PDK is caused by mutations in the gene encoding for proline-rich transmembrane protein 2 (PRRT2), presenting clinically with brief sudden onset unilateral or bilateral attacks of dystonia and chorea that is brought on by sudden movements [9293]. Most patients respond to phenytoin and CBZ, alternative therapies include benzodiazepines and other AEDs such as VPA, gabapentin, lamotrigine, levetiracetam, and oxcarbazepine [9495]. PnKD is commonly caused by mutations in the myofibrillogenesis factor 1 gene (MR1), resulting in episodic bouts of involuntary moments such as chorea, dystonia, and ataxia that are triggered by caffeine, fatigue, alcohol, stress, intense emotions, and laughter. Benzodiazepines and trigger avoidance are the most effective treatments for preventing all PnDK symptoms including chorea [96]. Chorea secondary to GLUTI and PnDK can be controlled with strict dietary restrictions, AEDs, and trigger avoidance.

Wilson’s disease is caused by a mutation of the ATP7B gene resulting in decreased biliary copper excretion, hence copper accumulates in the brain resulting in multiple neurologic symptoms including parkinsonism, chorea, and dystonia. Chelation with trientine, D-penicillamine, tetrathiomolybdate, and zinc effectively reduce copper deposition and result in the improvement of the movement disorders associated with Wilson’s disease [97].

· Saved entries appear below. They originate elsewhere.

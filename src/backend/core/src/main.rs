//! Kinetic Server - Main entry point

use clap::{Parser, Subcommand};

use kinetic_core::{
    api::{self, AppState},
    cache::ResponseCache,
    config::Config,
    db::Database,
    graphql,
    observability,
};

#[derive(Parser)]
#[command(name = "kinetic-server")]
#[command(author, version, about = "Kinetic GraphQL fitness tracking API")]
struct Cli {
    /// Configuration file (TOML); `KINETIC__*` variables override it
    #[arg(short, long, env = "KINETIC_CONFIG")]
    config: Option<String>,

    #[command(subcommand)]
    command: Option<Command>,
}

#[derive(Subcommand)]
enum Command {
    /// Run the HTTP server (default)
    Serve,
    /// Apply pending database migrations and exit
    Migrate,
    /// Replace all data with the development fixtures
    Seed,
    /// Print the GraphQL schema definition
    PrintSchema,
}

#[tokio::main]
async fn main() -> anyhow::Result<()> {
    dotenvy::dotenv().ok();

    let cli = Cli::parse();

    if let Some(Command::PrintSchema) = cli.command {
        println!("{}", graphql::sdl());
        return Ok(());
    }

    let config = Config::load(cli.config.as_deref())?;

    observability::init("kinetic-server", &config.observability)?;

    let result = match cli.command.unwrap_or(Command::Serve) {
        Command::Serve => serve(config).await,
        Command::Migrate => migrate(&config).await,
        Command::Seed => seed(&config).await,
        Command::PrintSchema => Ok(()),
    };

    observability::shutdown();
    result
}

async fn migrate(config: &Config) -> anyhow::Result<()> {
    let db = Database::new(&config.database).await?;
    db.migrate().await?;
    Ok(())
}

async fn seed(config: &Config) -> anyhow::Result<()> {
    let db = Database::new(&config.database).await?;
    db.migrate().await?;
    let summary = db.seed().await?;
    tracing::info!(?summary, "Seeded database");
    Ok(())
}

async fn serve(config: Config) -> anyhow::Result<()> {
    tracing::info!(version = env!("CARGO_PKG_VERSION"), "Starting Kinetic Server");

    let metrics = if config.observability.metrics_enabled {
        Some(observability::metrics::install_prometheus()?)
    } else {
        None
    };

    let db = Database::new(&config.database).await?;
    if config.database.run_migrations {
        db.migrate().await?;
    }

    let state = AppState {
        schema: graphql::build_schema(db.clone(), &config.graphql),
        db,
        cache: ResponseCache::new(config.cache.clone()),
        metrics,
    };

    let app = api::build_router(state, &config)?;

    let addr = config.bind_address();
    tracing::info!(address = %addr, "Starting HTTP server");

    let listener = tokio::net::TcpListener::bind(&addr).await?;

    axum::serve(listener, app)
        .with_graceful_shutdown(shutdown_signal())
        .await?;

    tracing::info!("Server shutdown complete");
    Ok(())
}

/// Wait for shutdown signal.
async fn shutdown_signal() {
    let ctrl_c = async {
        if let Err(e) = tokio::signal::ctrl_c().await {
            tracing::error!(error = %e, "Failed to listen for Ctrl+C");
            std::future::pending::<()>().await;
        }
    };

    #[cfg(unix)]
    let terminate = async {
        match tokio::signal::unix::signal(tokio::signal::unix::SignalKind::terminate()) {
            Ok(mut signal) => {
                signal.recv().await;
            }
            Err(e) => {
                tracing::error!(error = %e, "Failed to install SIGTERM handler");
                std::future::pending::<()>().await;
            }
        }
    };

    #[cfg(not(unix))]
    let terminate = std::future::pending::<()>();

    tokio::select! {
        _ = ctrl_c => {},
        _ = terminate => {},
    }

    tracing::info!("Shutdown signal received");
}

For many of these genetic diseases chorea is a minor symptom, and there are other symptoms such as psychiatric, dysphagia, dysarthria, and gait disorders that have a much larger impact on the patient’s and the caregiver’s quality of life. An integrated multidisciplinary approach involving neurology, psychiatry, physical and occupational therapy, case management, nursing, and strong social support structures is the ideal management for such patients.